Work request
Output only the lines below from the one containing "fed to the child's standard input" to the one containing "pub fn max_workers(mut", exactly as written, both ends kept.

Input for this task
★ ★ ★ ★ ★
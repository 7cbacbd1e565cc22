//! Execution options shared by `run` and `parallel`

use bytes::Bytes;
use serde::{Deserialize, Serialize};
use std::collections::HashMap;
use std::path::PathBuf;
use std::time::Duration;

/// Options applied to every command in a call
///
/// All fields default to "leave the process alone": no capture, inherited
/// working directory and environment, nothing written to stdin, no timeout,
/// and a pool sized to the number of processor cores.
///
/// # Examples
///
/// ```rust
/// use cmdstream::ExecOptions;
/// use std::time::Duration;
///
/// let options = ExecOptions::new()
///     .capture_output(true)
///     .env("LC_ALL", "C")
///     .timeout(Duration::from_secs(30));
/// assert!(options.capture_output);
/// ```
#[derive(Debug, Clone, Default, Serialize, Deserialize)]
pub struct ExecOptions {
    /// Capture stdout and stderr instead of inheriting them
    pub capture_output: bool,
    /// Working directory for the child process
    pub working_dir: Option<PathBuf>,
    /// Environment variables layered over the inherited environment
    pub env: HashMap<String, String>,
    /// Bytes fed to the child's standard input
    pub input: Option<Bytes>,
    /// Per-command deadline; the process is killed when it elapses
    pub timeout: Option<Duration>,
    /// Worker pool size override for `parallel` calls
    pub max_workers: Option<usize>,
}

impl ExecOptions {
    /// Create options with all defaults
    pub fn new() -> Self {
        Self::default()
    }

    /// Capture stdout and stderr on the outcome
    pub fn capture_output(mut self, capture: bool) -> Self {
        self.capture_output = capture;
        self
    }

    /// Set the working directory for the child process
    pub fn working_dir(mut self, dir: impl Into<PathBuf>) -> Self {
        self.working_dir = Some(dir.into());
        self
    }

    /// Set a single environment variable for the child process
    pub fn env(mut self, key: impl Into<String>, value: impl Into<String>) -> Self {
        self.env.insert(key.into(), value.into());
        self
    }

    /// Set multiple environment variables for the child process
    pub fn envs<I, K, V>(mut self, vars: I) -> Self
    where
        I: IntoIterator<Item = (K, V)>,
        K: Into<String>,
        V: Into<String>,
    {
        self.env
            .extend(vars.into_iter().map(|(k, v)| (k.into(), v.into())));
        self
    }

    /// Feed the given bytes to the child's standard input
    pub fn input(mut self, input: impl Into<Bytes>) -> Self {
        self.input = Some(input.into());
        self
    }

    /// Set the per-command timeout
    pub fn timeout(mut self, timeout: Duration) -> Self {
        self.timeout = Some(timeout);
        self
    }

    /// Set the per-command timeout in whole seconds
    pub fn timeout_secs(mut self, secs: u64) -> Self {
        self.timeout = Some(Duration::from_secs(secs));
        self
    }

    /// Override the worker pool size for `parallel` calls
    pub fn max_workers(mut self, workers: usize) -> Self {
        self.max_workers = Some(workers);
        self
    }
}

#[cfg(test)]
mod tests {
    use super::*;

    #[test]
    fn test_default_options() {
        let options = ExecOptions::new();
        assert!(!options.capture_output);
        assert!(options.working_dir.is_none());
        assert!(options.env.is_empty());
        assert!(options.input.is_none());
        assert!(options.timeout.is_none());
        assert!(options.max_workers.is_none());
    }

    #[test]
    fn test_builder_chain() {
        let options = ExecOptions::new()
            .capture_output(true)
            .working_dir("/tmp")
            .env("A", "1")
            .envs([("B", "2"), ("C", "3")])
            .input("stdin data")
            .timeout_secs(5)
            .max_workers(2);

        assert!(options.capture_output);
        assert_eq!(options.working_dir.as_deref(), Some("/tmp".as_ref()));
        assert_eq!(options.env.len(), 3);
        assert_eq!(options.env.get("B").map(String::as_str), Some("2"));
        assert_eq!(options.input.as_deref(), Some(b"stdin data".as_ref()));
        assert_eq!(options.timeout, Some(Duration::from_secs(5)));
        assert_eq!(options.max_workers, Some(2));
    }

    #[test]
    fn test_options_serde_round() {
        let options = ExecOptions::new().capture_output(true).timeout_secs(1);
        let json = serde_json::to_string(&options).unwrap();
        let back: ExecOptions = serde_json::from_str(&json).unwrap();
        assert!(back.capture_output);
        assert_eq!(back.timeout, Some(Duration::from_secs(1)));
    }
}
★ ★ ★ ★ ★
Completed exercise
    /// Bytes fed to the child's standard input
    pub input: Option<Bytes>,
    /// Per-command deadline; the process is killed when it elapses
    pub timeout: Option<Duration>,
    /// Worker pool size override for `parallel` calls
    pub max_workers: Option<usize>,
}

impl ExecOptions {
    /// Create options with all defaults
    pub fn new() -> Self {
        Self::default()
    }

    /// Capture stdout and stderr on the outcome
    pub fn capture_output(mut self, capture: bool) -> Self {
        self.capture_output = capture;
        self
    }

    /// Set the working directory for the child process
    pub fn working_dir(mut self, dir: impl Into<PathBuf>) -> Self {
        self.working_dir = Some(dir.into());
        self
    }

    /// Set a single environment variable for the child process
    pub fn env(mut self, key: impl Into<String>, value: impl Into<String>) -> Self {
        self.env.insert(key.into(), value.into());
        self
    }

    /// Set multiple environment variables for the child process
    pub fn envs<I, K, V>(mut self, vars: I) -> Self
    where
        I: IntoIterator<Item = (K, V)>,
        K: Into<String>,
        V: Into<String>,
    {
        self.env
            .extend(vars.into_iter().map(|(k, v)| (k.into(), v.into())));
        self
    }

    /// Feed the given bytes to the child's standard input
    pub fn input(mut self, input: impl Into<Bytes>) -> Self {
        self.input = Some(input.into());
        self
    }

    /// Set the per-command timeout
    pub fn timeout(mut self, timeout: Duration) -> Self {
        self.timeout = Some(timeout);
        self
    }

    /// Set the per-command timeout in whole seconds
    pub fn timeout_secs(mut self, secs: u64) -> Self {
        self.timeout = Some(Duration::from_secs(secs));
        self
    }

    /// Override the worker pool size for `parallel` calls
    pub fn max_workers(mut self, workers: usize) -> Self {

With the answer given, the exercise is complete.